I've always wondered why Canada's national anthem is called O Canada, not Oh Canada. I've failed to find why, but I did find out that Canada didn't officially have a national anthem till 1980. 

Not only that, the tune was written by an American Civil War veteran, and the original lyrics were written, in French, by a judge from Quebec. The song was supposed to be Quebec's national anthem.

Thirty years later the lyrics were "translated" into English by another judge. He played fast and loose with the words and rendered them in such a way as to reflect his political and spiritual beliefs.

Nowadays, there's a third version, a bilingual one that's officially endorsed by the Canadian government. I got all this information from a website devoted to "Canadiana" that's quite interesting. 

The article includes an eye-opening video. I learned, or rather was reminded as I'm old, that Canada was caught up in violence triggered by identity politics back in 1968, the year Mr. Trudeau's father became prime minister.  


Some of our normally quiet and reserved neighbors were fighting, figuratively and literally, over identity politics and were singing two different national anthems long before we Citizens of the Republic were.

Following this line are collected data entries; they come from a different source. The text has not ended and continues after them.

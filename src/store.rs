// SPDX-FileCopyrightText: 2025 Jason Pena <jasonpena@awkless.com>
// SPDX-License-Identifier: MIT

//! Content store operations.
//!
//! The __content store__ is the write side of the CMS. Every operation
//! follows the same shape:
//!
//! 1. Capture the branch head OID.
//! 2. Read `collections.json`, `singletons.json`, and `metadata.json` at
//!    that exact OID.
//! 3. Build one changeset holding the content change _and_ every index
//!    file it affects.
//! 4. Submit the changeset against the captured OID.
//!
//! Because the index files are read and written against the same head, and
//! the commit is rejected if that head moved, a concurrent edit can never
//! leave the index out of sync with the file tree. The losing writer gets
//! [`RemoteError::StaleHead`] and simply retries from a fresh snapshot.

use crate::{
    commit::{
        builder::{normalize_path, CommitBuilder, CommitError},
        oid::Oid,
        submit::submit,
    },
    document::{slugify, Document, DocumentError, Format, Status},
    metadata::{
        CollectionEntry, Collections, ContentLayout, CustomField, MetadataEntry, MetadataError,
        MetadataIndex, Schema, SingletonEntry, Singletons, SINGLETONS_COLLECTION,
    },
    remote::{CommitOutcome, Remote, RemoteError},
};

use chrono::Utc;
use futures::future::try_join_all;
use indicatif::{ProgressBar, ProgressStyle};
use std::fmt::{Display, Formatter, Result as FmtResult};
use tracing::{debug, info, instrument, warn};

/// Owner of a custom field schema.
#[derive(Debug, Clone, PartialEq, Eq)]
pub enum SchemaOwner {
    Collection(String),
    Singleton(String),
}

impl Display for SchemaOwner {
    fn fmt(&self, fmt: &mut Formatter<'_>) -> FmtResult {
        match self {
            Self::Collection(slug) => write!(fmt, "collection {slug}"),
            Self::Singleton(slug) => write!(fmt, "singleton {slug}"),
        }
    }
}

/// Index files read at a single branch head.
#[derive(Debug, Clone)]
struct Snapshot {
    head: Oid,
    collections: Collections,
    singletons: Singletons,
    index: MetadataIndex,
}

/// Write and read content through a [`Remote`].
pub struct ContentStore<R>
where
    R: Remote,
{
    remote: R,
    layout: ContentLayout,
}
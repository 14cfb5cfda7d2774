// SPDX-FileCopyrightText: 2025 Jason Pena <jasonpena@awkless.com>
// SPDX-License-Identifier: MIT

mod remote;
mod session;
mod store;
//! Per-request locale resolution from prioritized request sources.
//!
//! This crate resolves three attributes for every request or live-session
//! navigation: a full **locale** (`fr-CH`), a **language** (`fr`) and a
//! **region** (`CH`). Each is looked up independently from an ordered list of
//! sources such as query parameters, cookies, the session or the
//! `Accept-Language` header. The first non-empty value wins.
//!
//! # Core Types
//!
//! - [`Carrier`]: the per-request state a hook operates on, implemented by
//!   [`Conn`] for plain requests and [`Socket`] for live sessions
//! - [`Attrs`]: the attribute map stored in a carrier's private slot
//! - [`Source`]: one of nine places a value can be extracted from
//! - [`Config`]: per-field source order and parameter names
//! - [`Resolved`]: the outcome of [`resolve`]
//! - [`web::LocalePlug`] and [`web::NavigationHook`]: lifecycle hooks that
//!   resolve, store and persist attributes
//!
//! # Examples
//!
//! ```
//! use request_locale::web::LocalePlug;
//! use request_locale::{store, Config, Conn, Field, FieldConfig, Source};
//!
//! let config = Config::default().with_field(
//!     Field::Locale,
//!     FieldConfig::for_field(Field::Locale)
//!         .with_sources([Source::Query, Source::Cookie, Source::AcceptLanguage]),
//! );
//!
//! let mut conn = Conn::new("req-123");
//! conn.add_header("Accept-Language", "fr-CH, fr;q=0.9, en;q=0.8");
//!
//! let conn = LocalePlug::new(config).apply(conn);
//!
//! assert_eq!(store::fetch(&conn, "locale").unwrap(), "fr-CH");
//! assert!(store::fetch(&conn, "currency").is_err());
//! ```

#![forbid(unsafe_code)]
#![warn(missing_docs)]

mod attrs;
mod carrier;
mod config;
mod conn;
mod error;
mod logging;
mod resolver;
pub mod session;
mod socket;
pub mod source;
pub mod store;
pub mod web;

pub use attrs::{is_private, is_private_entry, Attrs, PRIVATE_MARKER};
pub use carrier::{Assigns, Carrier, Params, Private};
pub use config::{Config, ConfigError, Field, FieldConfig};
pub use conn::Conn;
pub use error::{Error, MissingAttribute};
pub use resolver::{resolve, Resolved};
pub use session::{MemorySessionStore, Session, SessionMap, SessionStore, DEFAULT_SESSION_KEY};
pub use socket::Socket;
pub use source::{Lookup, Source, UnknownSource};
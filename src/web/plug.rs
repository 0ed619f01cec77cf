//! The request-lifecycle hook and the middleware chain it plugs into.

use std::fmt;

use serde_json::Value;

use crate::attrs::Attrs;
use crate::carrier::Carrier;
use crate::config::Config;
use crate::resolver::{resolve, Resolved};
use crate::session;
use crate::store;

/// Continuation signal returned by every pipeline step.
#[derive(Debug, Clone, PartialEq)]
#[must_use]
pub enum Flow<C> {
    /// Proceed with the next step.
    Cont(C),
    /// Stop the chain; later steps are skipped.
    Halt(C),
}

impl<C> Flow<C> {
    /// Returns the carrier regardless of the signal.
    pub fn into_inner(self) -> C {
        match self {
            Flow::Cont(c) | Flow::Halt(c) => c,
        }
    }

    /// Returns `true` for [`Flow::Cont`].
    pub fn is_cont(&self) -> bool {
        matches!(self, Flow::Cont(_))
    }
}

/// A single step in an ordered middleware chain.
///
/// Closures of type `Fn(C) -> Flow<C>` are plugs too.
pub trait Plug<C> {
    /// Processes the carrier and signals whether the chain continues.
    fn call(&self, carrier: C) -> Flow<C>;
}

impl<C, F> Plug<C> for F
where
    F: Fn(C) -> Flow<C>,
{
    fn call(&self, carrier: C) -> Flow<C> {
        self(carrier)
    }
}

/// An ordered chain of plugs.
///
/// # Examples
///
/// ```
/// use request_locale::web::{Flow, LocalePlug, Pipeline};
/// use request_locale::{store, Config, Conn};
///
/// let pipeline = Pipeline::new()
///     .plug(|mut conn: Conn| {
///         conn.add_query_param("locale", "fr-CA");
///         Flow::Cont(conn)
///     })
///     .plug(LocalePlug::new(Config::default()));
///
/// let conn = pipeline.run(Conn::new("req-1")).into_inner();
/// assert_eq!(store::fetch(&conn, "locale").unwrap(), "fr-CA");
/// ```
pub struct Pipeline<C> {
    plugs: Vec<Box<dyn Plug<C> + Send + Sync>>,
}

impl<C> Pipeline<C> {
    /// Creates an empty pipeline.
    pub fn new() -> Self {
        Self { plugs: Vec::new() }
    }

    /// Appends a plug.
    pub fn plug(mut self, plug: impl Plug<C> + Send + Sync + 'static) -> Self {
        self.plugs.push(Box::new(plug));
        self
    }

    /// Number of plugs in the chain.
    pub fn len(&self) -> usize {
        self.plugs.len()
    }

    /// Returns `true` if the chain has no plugs.
    pub fn is_empty(&self) -> bool {
        self.plugs.is_empty()
    }

    /// Threads `carrier` through every plug in order, stopping at the first halt.
    pub fn run(&self, carrier: C) -> Flow<C> {
        let mut carrier = carrier;
        for plug in &self.plugs {
            match plug.call(carrier) {
                Flow::Cont(next) => carrier = next,
                halted @ Flow::Halt(_) => return halted,
            }
        }
        Flow::Cont(carrier)
    }
}

impl<C> Default for Pipeline<C> {
    fn default() -> Self {
        Self::new()
    }
}

impl<C> fmt::Debug for Pipeline<C> {
    fn fmt(&self, f: &mut fmt::Formatter<'_>) -> fmt::Result {
        f.debug_struct("Pipeline")
            .field("plugs", &self.plugs.len())
            .finish()
    }
}

/// Request-lifecycle hook that resolves and stores locale attributes.
///
/// Applying the plug:
/// 1. resolves all fields from the configured sources,
/// 2. merges the resolved fields into the private attribute slot,
/// 3. assigns each resolved field to the user-visible assigns,
/// 4. persists the resolved fields into the session.
///
/// Applying it twice with unchanged request data yields the same attributes.
///
/// # Examples
///
/// ```
/// use request_locale::web::LocalePlug;
/// use request_locale::{store, Carrier, Config, Conn};
///
/// let plug = LocalePlug::new(Config::default())
///     .with_extra([("region", "BE")].into_iter().collect());
///
/// let mut conn = Conn::new("req-1");
/// conn.add_cookie("locale", "nl-BE");
/// let conn = plug.apply(conn);
///
/// assert_eq!(store::fetch(&conn, "locale").unwrap(), "nl-BE");
/// assert_eq!(store::fetch(&conn, "region").unwrap(), "BE");
/// assert_eq!(conn.assigns()["locale"], "nl-BE");
/// ```
#[derive(Debug, Clone, Default)]
pub struct LocalePlug {
    config: Config,
    attrs: Attrs,
    extra: Attrs,
}

impl LocalePlug {
    /// Creates a plug with the given configuration.
    pub fn new(config: Config) -> Self {
        Self {
            config,
            attrs: Attrs::new(),
            extra: Attrs::new(),
        }
    }

    /// Sets the precompiled attributes consulted by the `attrs` source.
    pub fn with_attrs(mut self, attrs: Attrs) -> Self {
        self.attrs = attrs;
        self
    }

    /// Sets the extra attributes consulted after every configured source.
    pub fn with_extra(mut self, extra: Attrs) -> Self {
        self.extra = extra;
        self
    }

    /// Returns the configuration.
    pub fn config(&self) -> &Config {
        &self.config
    }

    /// Resolves, stores, assigns and persists locale attributes.
    pub fn apply<C: Carrier>(&self, carrier: C) -> C {
        let resolved = resolve(&carrier, &self.config, &self.attrs, &self.extra);
        let carrier = localize(carrier, &resolved);
        session::persist(carrier, self.config.session_key(), &resolved)
    }
}

impl<C: Carrier> Plug<C> for LocalePlug {
    fn call(&self, carrier: C) -> Flow<C> {
        Flow::Cont(self.apply(carrier))
    }
}

/// Merges resolved fields into the attribute store and the assigns.
pub(crate) fn localize<C: Carrier>(carrier: C, resolved: &Resolved) -> C {
    let mut carrier = store::merge(carrier, resolved.to_attrs());
    let assigns = carrier.assigns_mut();
    for (field, value) in resolved.iter() {
        assigns.insert(field.as_str().to_string(), Value::from(value));
    }
    carrier
}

{What are you talking about?} 

Whoopi and Billy, of course.


Go a googlin' and enter the names of two of our leading public intellectuals thusly: Whoopi Goldberg v. Bill Maher (or vice-versa). You will receive no shortage of hits that are variations of a theme.

Bill Maher fires back...
Bill Maher hits back...
Bill Maher slams back...
Bill Maher slaps back...
Etceterac...

At Whoopie Goldberg. 

{Bill Maher is abusing a black woman?}

Nah, they're just having a virtual spat — that is to say, verbally arguing without having to be in the same room — over the fact the NFL is playing two national anthems these days.

{Really? Why? And what...} 

Look it up. One for white people, one for black people. 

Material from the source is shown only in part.